A reunião agendada para essa segunda-feira, 29, entre a Comissão de Organização dos Empregados (COE) e o Recursos Humanos nacional do Bradesco para discutir propostas de teletrabalho não aconteceu. Em cima da hora, o diretor de RH do Bradesco, Juliano Marcílio, comunicou que não poderia participar da reunião. Ele sugeriu que a reunião fosse mantida com os representantes de Relações Institucionais e Sindicais do banco. Mas, após discussão, os representantes do COE decidiram não manter a reunião.

Segundo o diretor do Sindicato dos Bancários/ES Fabrício Coelho, que participaria da reunião pela Federação dos Trabalhadores do Ramo Financeiro dos Estados do Rio de Janeiro e Espírito Santo (Fetraf RJ/ES) , os representantes do COE deliberaram que irão encaminhar um ofício ao Bradesco com as propostas de teletrabalho a partir do estudo realizado pelo Departamento Intersindical de Estatística e Estudos Socioeconômicos (Dieese) sobre o tema.

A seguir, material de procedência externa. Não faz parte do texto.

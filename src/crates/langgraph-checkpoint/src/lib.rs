//! # langgraph-checkpoint - Checkpoint Contract for Graph Execution
//!
//! **Value types and the storage trait** shared by the graph engine and every
//! checkpoint backend. The engine persists a [`Checkpoint`] after each Pregel
//! superstep and the writes of in-flight tasks as they finish; a backend
//! implements [`CheckpointSaver`] to store and reload them.
//!
//! ## Core Concepts
//!
//! ### 1. CheckpointSaver Trait
//!
//! - **`put()`** - Save a checkpoint as the child of the one addressed by the config
//! - **`put_writes()`** - Record pending writes of one task against a checkpoint
//! - **`get_tuple()`** - Load a checkpoint (latest when no id is given) with its writes
//! - **`list()`** - Stream a thread's history, newest first
//!
//! ### 2. Addressing
//!
//! Every stored checkpoint is addressed by a [`CheckpointConfig`] carrying
//! `thread_id`, `checkpoint_ns` and `checkpoint_id`. Ids sort chronologically
//! as strings; [`Checkpoint::empty`] mints UUIDv7 ids with that property.
//!
//! ### 3. Serialization
//!
//! Payloads pass through a [`SerializerProtocol`] that tags its output with a
//! type string, so a reader can refuse bytes produced by a different encoding.
//! [`JsonSerializer`] is the default.
//!
//! ## Quick Start
//!
//! ```rust,ignore
//! use langgraph_checkpoint::{Checkpoint, CheckpointConfig, CheckpointMetadata, CheckpointSaver};
//! use std::collections::HashMap;
//!
//! async fn run(saver: impl CheckpointSaver) -> langgraph_checkpoint::Result<()> {
//!     let config = CheckpointConfig::new().with_thread_id("thread-123".to_string());
//!
//!     let checkpoint = Checkpoint::empty().with_channel_value("status", serde_json::json!("active"));
//!     let saved = saver.put(&config, checkpoint, CheckpointMetadata::new(), HashMap::new()).await?;
//!
//!     saver
//!         .put_writes(&saved, vec![("messages".into(), serde_json::json!("hi"))], "task-1".into())
//!         .await?;
//!
//!     if let Some(tuple) = saver.get_tuple(&config).await? {
//!         println!("latest: {:?}", tuple.config.checkpoint_id);
//!     }
//!     Ok(())
//! }
//! ```
//!
//! ## Architecture
//!
//! ```text
//! ┌─────────────────────────────────────────────────────────┐
//! │              Graph engine (Pregel supersteps)           │
//! └────────────────────┬────────────────────────────────────┘
//!                      │ put() / put_writes() / get_tuple() / list()
//!                      ▼
//! ┌─────────────────────────────────────────────────────────┐
//! │           CheckpointSaver Trait (This Crate)            │
//! └────────────────────┬────────────────────────────────────┘
//!                      │ Implemented by
//!                      ▼
//!  ┌──────────────────────────────────────────────────────┐
//!  │  langgraph-checkpoint-docstore (document stores)     │
//!  └──────────────────────────────────────────────────────┘
//! ```
//!
//! ## Module Organization
//!
//! - [`checkpoint`] - [`Checkpoint`], [`CheckpointConfig`], [`CheckpointMetadata`], [`CheckpointTuple`]
//! - [`traits`] - [`CheckpointSaver`] trait and [`CheckpointStream`]
//! - [`serializer`] - [`SerializerProtocol`] and [`JsonSerializer`]
//! - [`error`] - [`CheckpointError`] types

pub mod checkpoint;
pub mod error;
pub mod serializer;
pub mod traits;

// Re-export main types
pub use checkpoint::{
    ChannelVersion, ChannelVersions, Checkpoint, CheckpointConfig, CheckpointId,
    CheckpointMetadata, CheckpointSource, CheckpointTuple, PendingWrite,
};
pub use error::{CheckpointError, Result};
pub use serializer::{JsonSerializer, SerializerProtocol};
pub use traits::{CheckpointSaver, CheckpointStream};
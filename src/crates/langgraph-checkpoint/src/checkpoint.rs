//! Core checkpoint data structures exchanged with the graph engine
//!
//! This module defines the values a [`CheckpointSaver`](crate::traits::CheckpointSaver)
//! persists and hands back: **[`Checkpoint`]**, **[`CheckpointConfig`]**,
//! **[`CheckpointMetadata`]**, **[`CheckpointTuple`]** and [`PendingWrite`].
//!
//! # Addressing
//!
//! A checkpoint is identified by `(thread_id, checkpoint_ns, checkpoint_id)`:
//!
//! ```text
//! thread "user-123"
//!   ├─ ns "default"      (root graph)
//!   │    ├─ 0190c1a2-...-7a01   ← parent of the next one
//!   │    └─ 0190c1a2-...-7a02
//!   └─ ns "agent:sub-1"  (nested subgraph)
//!        └─ 0190c1a3-...-0b11
//! ```
//!
//! Checkpoint ids must sort chronologically **as strings**. [`Checkpoint::empty`]
//! mints UUIDv7 ids, whose canonical text form has that property.
//!
//! # Parent Linkage
//!
//! When saving, the config handed to `put()` addresses the checkpoint the graph
//! was resumed from; its `checkpoint_id` becomes the parent of the new one.
//! Loading a tuple reconstructs that link as [`CheckpointTuple::parent_config`].
//!
//! # Pending Writes
//!
//! Writes produced by tasks of an in-flight step are stored against the
//! checkpoint they started from and returned, in replay order, as
//! [`CheckpointTuple::pending_writes`]:
//!
//! ```rust,ignore
//! // (task_id, channel, value)
//! let write: PendingWrite = (
//!     "task-123".to_string(),
//!     "messages".to_string(),
//!     json!({"role": "user", "content": "Hello"}),
//! );
//! ```

use chrono::{DateTime, Utc};
use serde::{Deserialize, Serialize};
use std::collections::HashMap;
use uuid::Uuid;

/// Checkpoint ID type
pub type CheckpointId = String;

/// Pending write tuple: (task_id, channel, value)
///
/// Represents a write operation that hasn't been committed to a channel yet.
pub type PendingWrite = (String, String, serde_json::Value);

/// Channel version type - can be int, float, or string
#[derive(Debug, Clone, Serialize, Deserialize, PartialEq)]
#[serde(untagged)]
pub enum ChannelVersion {
    Int(i64),
    Float(f64),
    String(String),
}

/// Mapping from channel name to version
pub type ChannelVersions = HashMap<String, ChannelVersion>;

/// Metadata source type
#[derive(Debug, Clone, Serialize, Deserialize, PartialEq, Eq)]
#[serde(rename_all = "lowercase")]
pub enum CheckpointSource {
    /// Checkpoint created from an input to invoke/stream/batch
    Input,
    /// Checkpoint created from inside the pregel loop
    Loop,
    /// Checkpoint created from a manual state update
    Update,
    /// Checkpoint created as a copy of another checkpoint
    Fork,
}

/// Metadata associated with a checkpoint
#[derive(Debug, Clone, Serialize, Deserialize, Default, PartialEq)]
pub struct CheckpointMetadata {
    /// The source of the checkpoint
    #[serde(skip_serializing_if = "Option::is_none")]
    pub source: Option<CheckpointSource>,

    /// The step number of the checkpoint
    /// -1 for the first "input" checkpoint
    /// 0 for the first "loop" checkpoint
    /// n for the nth checkpoint afterwards
    #[serde(skip_serializing_if = "Option::is_none")]
    pub step: Option<i32>,

    /// Mapping from checkpoint namespace to parent checkpoint ID
    #[serde(skip_serializing_if = "Option::is_none")]
    pub parents: Option<HashMap<String, String>>,

    /// Additional custom metadata
    #[serde(flatten)]
    pub extra: HashMap<String, serde_json::Value>,
}

impl CheckpointMetadata {
    pub fn new() -> Self {
        Self::default()
    }

    pub fn with_source(mut self, source: CheckpointSource) -> Self {
        self.source = Some(source);
        self
    }

    pub fn with_step(mut self, step: i32) -> Self {
        self.step = Some(step);
        self
    }

    pub fn with_parents(mut self, parents: HashMap<String, String>) -> Self {
        self.parents = Some(parents);
        self
    }

    pub fn with_extra(mut self, key: String, value: serde_json::Value) -> Self {
        self.extra.insert(key, value);
        self
    }

    /// Whether every entry of `filter` equals the same top-level field of this
    /// metadata rendered as JSON.
    ///
    /// `source`, `step`, `parents` and flattened extra keys are all addressable.
    pub fn matches(&self, filter: &HashMap<String, serde_json::Value>) -> bool {
        if filter.is_empty() {
            return true;
        }
        let rendered = match serde_json::to_value(self) {
            Ok(serde_json::Value::Object(fields)) => fields,
            _ => return false,
        };
        filter
            .iter()
            .all(|(key, expected)| rendered.get(key) == Some(expected))
    }
}

/// State snapshot at a given point in time
#[derive(Debug, Clone, Serialize, Deserialize, PartialEq)]
pub struct Checkpoint {
    /// The version of the checkpoint format (currently 1)
    pub v: i32,

    /// The ID of the checkpoint (unique and monotonically increasing)
    pub id: CheckpointId,

    /// The timestamp of the checkpoint
    pub ts: DateTime<Utc>,

    /// Mapping from channel name to serialized channel snapshot value
    pub channel_values: HashMap<String, serde_json::Value>,

    /// The versions of the channels at the time of the checkpoint
    pub channel_versions: ChannelVersions,

    /// Map from node ID to map from channel name to version seen
    pub versions_seen: HashMap<String, ChannelVersions>,

    /// The channels that were updated in this checkpoint
    #[serde(skip_serializing_if = "Option::is_none")]
    pub updated_channels: Option<Vec<String>>,
}

impl Checkpoint {
    /// Current checkpoint format version
    pub const CURRENT_VERSION: i32 = 1;

    pub fn new(
        id: CheckpointId,
        channel_values: HashMap<String, serde_json::Value>,
        channel_versions: ChannelVersions,
        versions_seen: HashMap<String, ChannelVersions>,
    ) -> Self {
        Self {
            v: Self::CURRENT_VERSION,
            id,
            ts: Utc::now(),
            channel_values,
            channel_versions,
            versions_seen,
            updated_channels: None,
        }
    }

    /// Create an empty checkpoint with a fresh, time-ordered id
    pub fn empty() -> Self {
        Self::new(
            Uuid::now_v7().to_string(),
            HashMap::new(),
            HashMap::new(),
            HashMap::new(),
        )
    }

    pub fn with_channel_value(mut self, channel: impl Into<String>, value: serde_json::Value) -> Self {
        self.channel_values.insert(channel.into(), value);
        self
    }

    pub fn with_updated_channels(mut self, channels: Vec<String>) -> Self {
        self.updated_channels = Some(channels);
        self
    }
}

/// Configuration for checkpoint operations
#[derive(Debug, Clone, Serialize, Deserialize, Default, PartialEq)]
pub struct CheckpointConfig {
    /// Thread ID for grouping related checkpoints
    #[serde(skip_serializing_if = "Option::is_none")]
    pub thread_id: Option<String>,

    /// Specific checkpoint ID to retrieve
    #[serde(skip_serializing_if = "Option::is_none")]
    pub checkpoint_id: Option<CheckpointId>,

    /// Checkpoint namespace
    #[serde(skip_serializing_if = "Option::is_none")]
    pub checkpoint_ns: Option<String>,

    /// Additional configuration
    #[serde(flatten)]
    pub extra: HashMap<String, serde_json::Value>,
}

impl CheckpointConfig {
    pub fn new() -> Self {
        Self::default()
    }

    /// Fully-addressed config for one stored checkpoint
    pub fn for_checkpoint(
        thread_id: impl Into<String>,
        checkpoint_ns: impl Into<String>,
        checkpoint_id: impl Into<CheckpointId>,
    ) -> Self {
        Self {
            thread_id: Some(thread_id.into()),
            checkpoint_ns: Some(checkpoint_ns.into()),
            checkpoint_id: Some(checkpoint_id.into()),
            extra: HashMap::new(),
        }
    }

    pub fn with_thread_id(mut self, thread_id: String) -> Self {
        self.thread_id = Some(thread_id);
        self
    }

    pub fn with_checkpoint_id(mut self, checkpoint_id: CheckpointId) -> Self {
        self.checkpoint_id = Some(checkpoint_id);
        self
    }

    pub fn with_checkpoint_ns(mut self, checkpoint_ns: String) -> Self {
        self.checkpoint_ns = Some(checkpoint_ns);
        self
    }
}

/// A tuple containing a checkpoint and its associated data
#[derive(Debug, Clone, PartialEq)]
pub struct CheckpointTuple {
    /// Configuration for this checkpoint
    pub config: CheckpointConfig,

    /// The checkpoint itself
    pub checkpoint: Checkpoint,

    /// Metadata associated with the checkpoint
    pub metadata: CheckpointMetadata,

    /// Parent configuration (if any)
    pub parent_config: Option<CheckpointConfig>,

    /// Writes recorded against this checkpoint, in replay order
    pub pending_writes: Option<Vec<PendingWrite>>,
}

impl CheckpointTuple {
    pub fn new(
        config: CheckpointConfig,
        checkpoint: Checkpoint,
        metadata: CheckpointMetadata,
    ) -> Self {
        Self {
            config,
            checkpoint,
            metadata,
            parent_config: None,
            pending_writes: None,
        }
    }

    pub fn with_parent_config(mut self, parent_config: CheckpointConfig) -> Self {
        self.parent_config = Some(parent_config);
        self
    }

    pub fn with_pending_writes(mut self, pending_writes: Vec<PendingWrite>) -> Self {
        self.pending_writes = Some(pending_writes);
        self
    }
}
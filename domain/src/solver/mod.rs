//! Delegate results and strict parsing of delegate replies.

pub mod parsing;
pub mod result;
//! Accumulating per-candidate results into a batch result

use super::rejection::Rejection;
use crate::question::validated::ValidatedQuestion;

/// Result of processing one candidate
pub type CandidateOutcome = Result<ValidatedQuestion, Rejection>;

/// Survivors and diagnostics of one batch, both in input order
#[derive(Debug, Clone, Default, PartialEq)]
pub struct BatchOutcome {
    pub validated: Vec<ValidatedQuestion>,
    pub rejected: Vec<Rejection>,
}

impl BatchOutcome {
    /// Fold step: append one candidate's outcome
    pub fn record(mut self, outcome: CandidateOutcome) -> Self {
        match outcome {
            Ok(question) => self.validated.push(question),
            Err(rejection) => self.rejected.push(rejection),
        }
        self
    }
}
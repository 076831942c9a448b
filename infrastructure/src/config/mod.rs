//! Configuration file loading for quizcheck
//!
//! This module handles file I/O and merging of configuration from multiple sources.
//! The priority order (highest to lowest):
//!
//! 1. `QUIZCHECK_*` environment variables
//! 2. `--config <path>` specified file
//! 3. Project root: `./quizcheck.toml` or `./.quizcheck.toml`
//! 4. XDG config: `$XDG_CONFIG_HOME/quizcheck/config.toml`
//! 5. Default values

mod file_config;
mod loader;

pub use file_config::{
    ConfigIssue, FileConfig, FileDelegateConfig, FileDiagnosticsConfig, FileServerConfig,
    Severity,
};
pub use loader::ConfigLoader;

“No ofício, estamos registrando também uma reclamação formal contra a postura do diretor de RH Juliano Marcílio na condução da mesa de negociações com a COE. “Essa postura de evitar o diálogo com os representantes legítimos dos funcionários tem sido recorrente. O diretor não conduz as trativas dentro de princípios respeitosos e democráticos. Em mais de uma ocasião, ele se retirou da mesa alegando compromissos no momento em que estávamos com a palavra para apresentar contra-argumentações à fala dele. Só ele quer falar”, critica.

Fabrício acrescenta que a agenda de manifestações presenciais e virtuais contra as demissões e as precárias condições de trabalho impostas pelo Bradesco está mantida.

Propostas teletrabalho

No ofício que está sendo enviado para o Bradesco, a COE descreve quais os principais pontos da proposta de teletrabalho, com base no estudo do Dieese. Confira:

> fornecimento pelo banco de cadeiras e outro equipamentos ergonômicos;

> canal de comunicação específico para bancários e bancárias em teletrabalho;

> manutenção do registro de ponto eletrônico, que tem se mostrado eficiente para o evitar descontrole da jornada de trabalho;

> pagamento de auxílio home office;

> modelo híbrido.

Pioneirismo de fachada

O dirigente do Sindibancários/ES lembra que o Bradesco se gaba de ser pioneiro entre os bancos em apresentar uma proposta de teletrabalho ainda em 2020, mas que nunca se tornou realidade. “É uma proposta de fachada. O banco foi o primeiro a assinar um acordo de teletrabalho, mas não o colocou em prática, na medida em que só implementou sistema de rodízio semanal/quinzenal, evitando os acordos individuais assinados, em sistema de teletrabalho constante.”

Para escapar da própria proposta, afirma Fabrício, o Bradesco instituiu o revezamento (uma semana/quinzena em home office; uma semana/quinzena presencial) para não caracterizar o teletrabalho. “No fim das contas, o Bradesco não paga a ajuda de custo de R$ 1.080/ano porque alega que o trabalhador não está cem por cento em home office”, explica.

Fabrício acrescenta ainda que não há data definida para uma nova reunião com o Bradesco para retomar as negociações sobre teletrabalho. “Vamos aguardar que o Bradesco se posicione sobre as demandas da COE consignadas no ofício para, em seguida, nos manifestarmos”, conclui.